**Collected data**
· · · · · · ·

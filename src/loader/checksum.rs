//! Load verification checksums.
//!
//! Two strategies exist. `full_sum` adds every byte and is what the host
//! side computes over an image before provisioning it. `partial_sum`
//! replicates the hardware checksum unit, which only has time to fetch a few
//! words per sweep period before its cursor moves on, so most bytes never
//! contribute. Several sweep variants have been observed and none is known
//! to be authoritative; every knob lives in [`SweepConfig`].

use super::error::{LoaderError, Result};
use super::memory::MemoryTarget;

/// Anything the sampler can fetch bytes from.
pub trait SampleSource {
    /// Bytes past the end of the source read as zero.
    fn byte_at(&self, offset: u64) -> u8;
}

impl SampleSource for [u8] {
    fn byte_at(&self, offset: u64) -> u8 {
        usize::try_from(offset)
            .ok()
            .and_then(|i| self.get(i))
            .copied()
            .unwrap_or(0)
    }
}

impl SampleSource for MemoryTarget {
    fn byte_at(&self, offset: u64) -> u8 {
        match u32::try_from(offset) {
            Ok(a) => self.read_byte(a),
            Err(_) => 0,
        }
    }
}

#[derive(Debug, Copy, Clone, PartialEq, Eq)]
pub enum Bound {
    Inclusive,
    Exclusive,
}

impl Bound {
    fn admits(self, cursor: u64, bound: u64) -> bool {
        match self {
            Bound::Inclusive => cursor <= bound,
            Bound::Exclusive => cursor < bound,
        }
    }
}

#[derive(Debug, Clone, PartialEq, Eq)]
pub struct SweepConfig {
    /// First cursor value of the sweep.
    pub cursor_start: u32,
    /// Cursor value that maps to byte offset 0 of the source.
    pub cursor_origin: u32,
    /// Bytes per cursor unit (2 for a 16-bit word-addressed cursor).
    pub cursor_unit_bytes: u32,
    /// Cursor increment per period.
    pub period_step: u32,
    /// Consecutive words summed at the start of each period.
    pub samples_per_period: u32,
    pub word_bytes: u32,
    pub sweep_upper_bound: u32,
    pub upper_bound_comparison: Bound,
}

impl SweepConfig {
    /// 16-bit word cursor stepping 16 words (32 bytes); the burst engine
    /// returns after three 4-byte words, bound 0x00BFF0 inclusive.
    pub fn burst32() -> Self {
        Self {
            cursor_start: 0,
            cursor_origin: 0,
            cursor_unit_bytes: 2,
            period_step: 16,
            samples_per_period: 3,
            word_bytes: 4,
            sweep_upper_bound: 0x00BFF0,
            upper_bound_comparison: Bound::Inclusive,
        }
    }

    /// Byte cursor from 0x4000 to 0x10000 (exclusive) in 16-byte steps,
    /// summing the whole step.
    pub fn linear16() -> Self {
        Self {
            cursor_start: 0x4000,
            cursor_origin: 0x4000,
            cursor_unit_bytes: 1,
            period_step: 16,
            samples_per_period: 4,
            word_bytes: 4,
            sweep_upper_bound: 0x10000,
            upper_bound_comparison: Bound::Exclusive,
        }
    }

    pub fn validate(&self) -> Result<()> {
        if self.period_step == 0 {
            return Err(LoaderError::InvalidConfig("period_step must be non-zero".into()));
        }
        if self.cursor_unit_bytes == 0 || self.word_bytes == 0 {
            return Err(LoaderError::InvalidConfig(
                "cursor_unit_bytes and word_bytes must be non-zero".into(),
            ));
        }
        if self.cursor_start < self.cursor_origin {
            return Err(LoaderError::InvalidConfig(format!(
                "cursor_start {:#x} is below cursor_origin {:#x}",
                self.cursor_start, self.cursor_origin
            )));
        }
        Ok(())
    }

    /// Number of periods a sweep visits.
    pub fn periods(&self) -> u64 {
        let (start, bound, step) = (
            self.cursor_start as u64,
            self.sweep_upper_bound as u64,
            self.period_step as u64,
        );
        if !self.upper_bound_comparison.admits(start, bound) {
            return 0;
        }
        let last = match self.upper_bound_comparison {
            Bound::Inclusive => bound,
            Bound::Exclusive => bound - 1,
        };
        (last - start) / step + 1
    }
}

pub fn full_sum(bytes: &[u8]) -> u32 {
    bytes.iter().fold(0u32, |acc, &b| acc.wrapping_add(b as u32))
}

pub fn partial_sum<S: SampleSource + ?Sized>(src: &S, cfg: &SweepConfig) -> Result<u32> {
    cfg.validate()?;

    let sample_len = cfg.samples_per_period as u64 * cfg.word_bytes as u64;
    let bound = cfg.sweep_upper_bound as u64;
    let mut acc = 0u32;
    let mut cursor = cfg.cursor_start as u64;

    while cfg.upper_bound_comparison.admits(cursor, bound) {
        let base = (cursor - cfg.cursor_origin as u64) * cfg.cursor_unit_bytes as u64;
        for i in 0..sample_len {
            acc = acc.wrapping_add(src.byte_at(base + i) as u32);
        }
        cursor += cfg.period_step as u64;
    }
    Ok(acc)
}

pub fn verify(actual: u32, expected: u32) -> Result<u32> {
    if actual != expected {
        return Err(LoaderError::ChecksumMismatch { expected, actual });
    }
    Ok(actual)
}
// loader error taxonomy
use thiserror::Error;

use super::sector::LoaderState;

#[derive(Debug, Error)]
pub enum LoaderError {
    #[error("image is too large ({len} bytes, needs {blocks} blocks, slot holds {max_blocks})")]
    OversizeImage { len: usize, blocks: usize, max_blocks: usize },

    #[error("device never reported idle after {ticks} ticks")]
    DeviceStall { ticks: u64 },

    #[error("loader made no progress in {state:?} for {ticks} ticks")]
    Stalled { state: LoaderState, ticks: u64 },

    #[error("unrecognized loader state register value {0:#04x}")]
    UnrecognizedState(u8),

    #[error("checksum mismatch: expected {expected:08X}, got {actual:08X}")]
    ChecksumMismatch { expected: u32, actual: u32 },

    #[error("block {index} is outside the medium ({blocks} blocks)")]
    BlockOutOfRange { index: u64, blocks: u64 },

    #[error("write to {address:#08x} is outside the memory target ({capacity} bytes)")]
    AddressOutOfRange { address: u32, capacity: usize },

    #[error("invalid configuration: {0}")]
    InvalidConfig(String),

    #[error(transparent)]
    Io(#[from] std::io::Error),
}

pub type Result<T> = std::result::Result<T, LoaderError>;
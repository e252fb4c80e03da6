// external memory array: byte-addressed, word-organised
use super::error::{LoaderError, Result};

pub const WORD_BYTES: usize = 4;

/// Where a logical byte address lands in the word store.
#[derive(Debug, Copy, Clone, PartialEq, Eq, PartialOrd, Ord)]
pub struct Placement {
    pub word_index: u32,
    pub byte_lane: u8,
}

impl Placement {
    pub fn of(address: u32) -> Self {
        Self {
            word_index: address >> 2,
            byte_lane: (address & 3) as u8,
        }
    }
}

#[derive(Debug)]
pub struct MemoryTarget {
    words: Vec<u32>,
}

impl MemoryTarget {
    /// Capacity is rounded up to a whole word.
    pub fn new(capacity_bytes: usize) -> Self {
        Self {
            words: vec![0; capacity_bytes.div_ceil(WORD_BYTES)],
        }
    }

    pub fn capacity(&self) -> usize {
        self.words.len() * WORD_BYTES
    }

    pub fn write_byte(&mut self, address: u32, v: u8) -> Result<()> {
        let p = Placement::of(address);
        let capacity = self.capacity();
        let word = self
            .words
            .get_mut(p.word_index as usize)
            .ok_or(LoaderError::AddressOutOfRange { address, capacity })?;
        let shift = p.byte_lane as u32 * 8;
        *word = (*word & !(0xFF << shift)) | ((v as u32) << shift);
        Ok(())
    }

    /// Out-of-range reads return 0, like an undriven bus.
    pub fn read_byte(&self, address: u32) -> u8 {
        let p = Placement::of(address);
        match self.words.get(p.word_index as usize) {
            Some(w) => (w >> (p.byte_lane as u32 * 8)) as u8,
            None => 0,
        }
    }

    pub fn read_word(&self, word_index: u32) -> u32 {
        self.words.get(word_index as usize).copied().unwrap_or(0)
    }

    pub fn read_bytes(&self, address: u32, len: usize) -> Vec<u8> {
        (0..len as u32).map(|i| self.read_byte(address + i)).collect()
    }
}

· · · · · · ·

**Exercise description**
Work out how many lines of the data hold the string "copied". Reply with that number alone.

**Response**
2